These social media shares really do help spread word about the podcast so they’re very much appreciated. Any websites or links that I mention in the podcast can be found on my blog or in the show notes. I also publish a transcript with every episode incase you’d rather read the show or look at something later on. You can find all the podcast show notes at www.sellingyourscreenplay.com/podcast, and then just look for Episode Number #218. If you want my free guide- How to Sell a Screenplay in Five Weeks, you can pick that up by going to www.sellingyourscreenplay.com/guide. It’s completely free, you just put in your email address and I’ll send you a new lesson once per week for five weeks along with a bunch of bonus lessons.

I teach the whole process of how to sell your screenplay in that guide. I’ll teach you how to write a professional log line and query letter and how to find agents, managers and producers who are looking for material. Really it’s everything you need to know to sell your screenplay. Just go to www.sellingyourscreenplay.com/guide. So now let’s get into the main segment. Today I’m interviewing director and writer Roland Joffe. Here is the interview.

Ashley: Welcome Roland to the Selling Your Screenplay Podcast. I really appreciate you coming on the show with me today.

Roland: Hey, yeah well, thanks for having me. I appreciate being here.

Ashley: To start out, maybe you can tell us a little bit about your background. Where did you grow up and how did you get interested in the entertainment business?

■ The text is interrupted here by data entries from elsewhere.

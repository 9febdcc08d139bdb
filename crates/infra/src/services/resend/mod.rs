use super::{IEmailSender, SendFailure};
use reqwest::Client;
use serde::{Deserialize, Serialize};
use tracing::error;

const RESEND_API_URL: &str = "https://api.resend.com/emails";
const FROM_ADDRESS: &str = "Digestly <onboarding@resend.dev>";

/// Email sender backed by the Resend REST API
pub struct ResendEmailSender {
    client: Client,
    api_key: Option<String>,
}

#[derive(Debug, Serialize)]
struct SendEmailRequest<'a> {
    from: &'a str,
    to: &'a str,
    subject: &'a str,
    html: &'a str,
}

#[derive(Debug, Deserialize)]
struct SendEmailErrorResponse {
    error: Option<String>,
}

impl ResendEmailSender {
    pub fn new(api_key: Option<String>) -> Self {
        Self {
            client: Client::new(),
            api_key,
        }
    }
}

#[async_trait::async_trait]
impl IEmailSender for ResendEmailSender {
    async fn send(&self, to: &str, subject: &str, html_body: &str) -> Result<(), SendFailure> {
        let api_key = self
            .api_key
            .as_ref()
            .ok_or_else(|| SendFailure("Missing Resend API key".to_string()))?;

        let res = self
            .client
            .post(RESEND_API_URL)
            .header("authorization", format!("Bearer {}", api_key))
            .json(&SendEmailRequest {
                from: FROM_ADDRESS,
                to,
                subject,
                html: html_body,
            })
            .send()
            .await
            .map_err(|e| {
                error!("[Network Error] Resend API error. Error message: {:?}", e);
                SendFailure(e.to_string())
            })?;

        if res.status().is_success() {
            return Ok(());
        }

        let status = res.status();
        let reason = res
            .json::<SendEmailErrorResponse>()
            .await
            .ok()
            .and_then(|body| body.error)
            .unwrap_or_else(|| format!("Resend API responded with status {}", status));
        Err(SendFailure(reason))
    }
}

Roland: I grew up in England long ago than I care to remember. Probably long before most of your listeners probably. To be strictly truthful which I guess I shouldn’t be, I ended up in the entertainment industry because I wasn’t much good at anything else. It never really occurred to me when I was younger I’ll have to earn a living. At one point because I could draw and paint, somebody suggested that I go and work for a small theater company as a designer and I thought that was a good idea so I did and I started designing things. One day when I was designing a set for Jane Eyre I think it was, the producer walked in and he said, “I like that Jane Eyre set.” I said, “Good.”

He said, “Well, how long would it take you to paint out and turn it into a country cottage?” I said, “Why would I do that?” He said, “Because you’re in the theater, dope, and in the theater things change.” He said, “So we’re not doing Jane Eyre anymore, we’re going to do Love In a Mist which is set in a country cottage, not in a large house in the country. So by tomorrow please I’d like a country cottage.” That was rather a shock but I decided, well, I better have a go and try and do it. And as he was leaving he turned looked at me and said, “By the way, you said you went to university, didn’t you?” I said, “Yes,” and he said, “So you can read and write, can’t you?” I said, “Yes.” He said, “Good, so I’d like you to direct it as well because we don’t have a director and we’re opening in two days. Goodbye.”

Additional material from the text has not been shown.